Erasmus+ ACEs and Interprofessional Learning: Project Developments
Despite coronavirus restrictions, The Learning Institute research team and international partners are continuing to prevail with their Erasmus+ Adverse Childhood Experiences (ACEs) and Interprofessional Learning project.
Meeting via Teams on the 17th and 18th of March for their last transnational event, TLI research staff were able to discuss important final details of the project with partners from Spain, Sweden and Italy.
Despite being a virtual event, all attendees were still treated to the chance to gain the unique cultural insight that is usually on offer during Erasmus projects. Spanish project leaders Olga Reina Giráldez and Rosa Yáñez Fernández, who would have welcomed us to their hometown in Seville had it not been for travel restrictions, delivered a wonderful presentation about the workings of their school and its surroundings.
An aspect of the school’s community that has resonated within the parameters of the project is the differing cultural traditions of the local Romani population, who make up 60% of the school’s pupils. Whilst the Romani girls’ role of wife and homemaker is often prioritised over their education, so similarly are the boys required to start work and provide for their family at a young age. Unfortunately, this means it is a struggle to keep Romani children in school beyond the age of about 13 for girls and 15 for boys, and additionally ensures that the extreme underrepresentation of qualified Romani teachers in the area remains unbalanced. The community challenges are so extensive that professionals that work at the school do so by voluntary application – they almost never have anyone apply to a traditional publication of a job role.
After discussing the team’s progress towards completing the seven Intellectual Outputs we’ve been funded to deliver, we also enjoyed a video tour of Seville, making us all the more determined to visit when we can.
The pilot for the project’s first output was delivered in November 2020 to a broad range of professionals including attendees from Devon and Cornwall Police, Virtual School Devon, Learning Institute Governors and Public Health Wales. Our sincere thanks go to Ann Ferguson and Louise Bennett who were our expert facilitators (Ann also produced an amazing piece of CPD on toxic stress which you can find here).

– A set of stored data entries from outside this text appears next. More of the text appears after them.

//! The registry of live thread metadata blocks and the global thread/GC lock.
//!
//! Locally the registry is an arena with index links. Each link change is
//! mirrored into the `FORWARD_LINK`/`BACKWARD_LINK` words of the affected thread
//! locals areas and the head into the boot image, so an out-of-process reader
//! sees a conventional null-terminated doubly-linked list.

use std::cell::UnsafeCell;
use std::ops::Deref;
use std::sync::Arc;

use serde::Serialize;

use super::block::ThreadLocalsBlock;
use super::layout::ThreadLocalsLayout;
use crate::error::SubstrateResult;
use crate::image::BootImage;
use crate::sync::{OsMutex, OsMutexGuard};

/// Stable handle of a registered block.
#[derive(Debug, Clone, Copy, PartialEq, Eq, Hash, PartialOrd, Ord)]
pub struct BlockId(u32);

struct Entry {
    block: ThreadLocalsBlock,
    forward: Option<BlockId>,
    backward: Option<BlockId>,
}

/// Summary of one registered thread.
#[derive(Debug, Clone, Copy, PartialEq, Eq, Serialize)]
pub struct RegisteredThread {
    pub id: i32,
    pub tla: usize,
    pub handle: usize,
    pub stack_base: usize,
    pub stack_size: usize,
}

/// Registry contents. Only reachable through a [`RegistryGuard`].
pub struct RegistryState {
    entries: Vec<Option<Entry>>,
    free: Vec<u32>,
    head: Option<BlockId>,
    len: usize,
    image: Arc<BootImage>,
    forward_slot: usize,
    backward_slot: usize,
    id_slot: usize,
}

impl RegistryState {
    fn entry(&self, id: BlockId) -> Option<&Entry> {
        self.entries.get(id.0 as usize)?.as_ref()
    }

    fn entry_mut(&mut self, id: BlockId) -> Option<&mut Entry> {
        self.entries.get_mut(id.0 as usize)?.as_mut()
    }

    fn tla_of(&self, id: Option<BlockId>) -> usize {
        id.and_then(|id| self.entry(id)).map_or(0, |e| e.block.tla())
    }

    /// Insert `block` at the head of the list.
    pub fn link(&mut self, block: ThreadLocalsBlock) -> BlockId {
        let old_head = self.head;
        let old_head_tla = self.tla_of(old_head);
        block.set_tla_word(self.forward_slot, old_head_tla);
        block.set_tla_word(self.backward_slot, 0);
        let tla = block.tla();
        let entry = Entry {
            block,
            forward: old_head,
            backward: None,
        };
        let id = match self.free.pop() {
            Some(slot) => {
                self.entries[slot as usize] = Some(entry);
                BlockId(slot)
            }
            None => {
                self.entries.push(Some(entry));
                BlockId((self.entries.len() - 1) as u32)
            }
        };
        let backward_slot = self.backward_slot;
        if let Some(old) = old_head.and_then(|h| self.entry_mut(h)) {
            old.backward = Some(id);
            old.block.set_tla_word(backward_slot, tla);
        }
        self.head = Some(id);
        self.image.set_registry_head(tla);
        self.len += 1;
        id
    }

    /// Remove the block registered as `id` and hand it back.
    pub fn unlink(&mut self, id: BlockId) -> Option<ThreadLocalsBlock> {
        let (forward, backward) = {
            let entry = self.entry(id)?;
            (entry.forward, entry.backward)
        };
        let forward_tla = self.tla_of(forward);
        let backward_tla = self.tla_of(backward);
        let (forward_slot, backward_slot) = (self.forward_slot, self.backward_slot);
        match backward.and_then(|b| self.entry_mut(b)) {
            Some(prev) => {
                prev.forward = forward;
                prev.block.set_tla_word(forward_slot, forward_tla);
            }
            None => {
                self.head = forward;
                self.image.set_registry_head(forward_tla);
            }
        }
        if let Some(next) = forward.and_then(|f| self.entry_mut(f)) {
            next.backward = backward;
            next.block.set_tla_word(backward_slot, backward_tla);
        }
        let entry = self.entries[id.0 as usize].take()?;
        self.free.push(id.0);
        self.len -= 1;
        entry.block.set_tla_word(forward_slot, 0);
        entry.block.set_tla_word(backward_slot, 0);
        Some(entry.block)
    }

    #[must_use]
    pub fn get(&self, id: BlockId) -> Option<&ThreadLocalsBlock> {
        self.entry(id).map(|e| &e.block)
    }

    #[must_use]
    pub const fn head(&self) -> Option<BlockId> {
        self.head
    }

    /// TLA address of the head, or 0 for an empty list.
    #[must_use]
    pub fn head_tla(&self) -> usize {
        self.tla_of(self.head)
    }

    #[must_use]
    pub const fn len(&self) -> usize {
        self.len
    }

    #[must_use]
    pub const fn is_empty(&self) -> bool {
        self.len == 0
    }

    /// Blocks from the head (most recently linked) to the tail.
    pub fn iter(&self) -> impl Iterator<Item = (BlockId, &ThreadLocalsBlock)> + '_ {
        let mut cursor = self.head;
        std::iter::from_fn(move || {
            let id = cursor?;
            let entry = self.entry(id)?;
            cursor = entry.forward;
            Some((id, &entry.block))
        })
    }

    #[must_use]
    pub fn snapshot(&self) -> Vec<RegisteredThread> {
        self.iter()
            .map(|(_, block)| {
                let native = block.native();
                RegisteredThread {
                    id: block.tla_word(self.id_slot) as isize as i32,
                    tla: block.tla(),
                    handle: native.handle,
                    stack_base: native.stack_base,
                    stack_size: native.stack_size,
                }
            })
            .collect()
    }
}

/// Owner of the global thread/GC lock and the registry it protects.
///
/// The lock has two contracts: registry mutation, and collector exclusion. A
/// thread registering itself (or running its attach upcall) under
/// [`ThreadRegistry::enter`] blocks collection, and a collection in progress
/// under [`ThreadRegistry::enter_for_collection`] blocks registration.
pub struct ThreadRegistry {
    lock: OsMutex,
    state: UnsafeCell<RegistryState>,
}

// SAFETY: `state` is only reached through a guard that holds `lock`.
unsafe impl Sync for ThreadRegistry {}
// SAFETY: all contents are `Send`; the mutex may be unlocked from any thread
// once no guard exists.
unsafe impl Send for ThreadRegistry {}

impl ThreadRegistry {
    /// Registry over `image`'s thread list, which it resets to empty.
    ///
    /// An image has at most one live registry; a second one is refused with
    /// [`crate::SubstrateError::ImageInUse`] until the first is dropped.
    pub fn new(image: Arc<BootImage>, layout: &ThreadLocalsLayout) -> SubstrateResult<Self> {
        image.claim_registry()?;
        image.set_registry_head(0);
        Ok(Self {
            lock: OsMutex::new(),
            state: UnsafeCell::new(RegistryState {
                entries: Vec::new(),
                free: Vec::new(),
                head: None,
                len: 0,
                image,
                forward_slot: layout.forward_link,
                backward_slot: layout.backward_link,
                id_slot: layout.id,
            }),
        })
    }

    /// Take the global lock for registry access.
    pub fn enter(&self) -> RegistryGuard<'_> {
        RegistryGuard {
            guard: self.lock.lock(),
            state: &self.state,
        }
    }

    /// Take the global lock to exclude thread registration during a collection.
    pub fn enter_for_collection(&self) -> RegistryGuard<'_> {
        self.enter()
    }

    /// The global lock, for callers that pair it with a [`crate::Condition`].
    #[must_use]
    pub const fn lock(&self) -> &OsMutex {
        &self.lock
    }

    #[must_use]
    pub fn len(&self) -> usize {
        self.enter().len()
    }

    #[must_use]
    pub fn is_empty(&self) -> bool {
        self.enter().is_empty()
    }

    #[must_use]
    pub fn snapshot(&self) -> Vec<RegisteredThread> {
        self.enter().snapshot()
    }
}

impl Drop for ThreadRegistry {
    fn drop(&mut self) {
        let state = self.state.get_mut();
        state.image.set_registry_head(0);
        state.image.release_registry();
    }
}

/// Holds the global lock; dereferences to the registry.
pub struct RegistryGuard<'a> {
    guard: OsMutexGuard<'a>,
    state: &'a UnsafeCell<RegistryState>,
}

impl<'a> RegistryGuard<'a> {
    pub fn link(&mut self, block: ThreadLocalsBlock) -> BlockId {
        // SAFETY: the lock is held and `&mut self` excludes outstanding shared
        // borrows handed out through `Deref`.
        unsafe { &mut *self.state.get() }.link(block)
    }

    pub fn unlink(&mut self, id: BlockId) -> Option<ThreadLocalsBlock> {
        // SAFETY: as in `link`.
        unsafe { &mut *self.state.get() }.unlink(id)
    }

    /// The underlying mutex guard, for waiting on a condition with the global lock.
    pub fn os_guard(&mut self) -> &mut OsMutexGuard<'a> {
        &mut self.guard
    }
}

impl Deref for RegistryGuard<'_> {
    type Target = RegistryState;

    fn deref(&self) -> &RegistryState {
        // SAFETY: the lock is held for the life of the guard and mutation needs
        // `&mut self`.
        unsafe { &*self.state.get() }
    }
}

In addition to strategic leads of organisations, front line professionals were present, and this gave us invaluable feedback to ensure a very comprehensive programme for our final output for this project.
“I have worked in my profession for over 40 years – the use of language has never occurred to me before. I have started thinking about my use of language more and adapted it from the very next day.”
This powerful statement speaks particularly to the wish of all those involved in this project, and a prevailing theme over recent transnational: that the project has a prevailing legacy beyond its creation. Specifically, that people think and adapt their ways of working particularly with vulnerable groups and those facing challenges, difficulties and toxic stress in their lives. On this note, we are happy to announce that our first dissemination event will be held on the 30th June via an online event platform, and it will include a particularly exciting range of guest speakers and workshops. Watch this space for more details!
With the recent one year anniversary of the first COVID-19 lockdown in the UK, the notion of collective trauma is only just beginning to be grappled with. Furthermore, as well as the drastic changes to everyday life, millions of us have been left bereaved by the loss of loved ones, and we have seen an alarming rise in the number of reported domestic abuse cases. As such, understanding trauma, especially as it manifests in our children and young people, has never been more important. We very much hope that this project and its culminating events will provide much needed information and guidance on how our communities can continue to tackle adverse childhood experiences, trauma and toxic stress.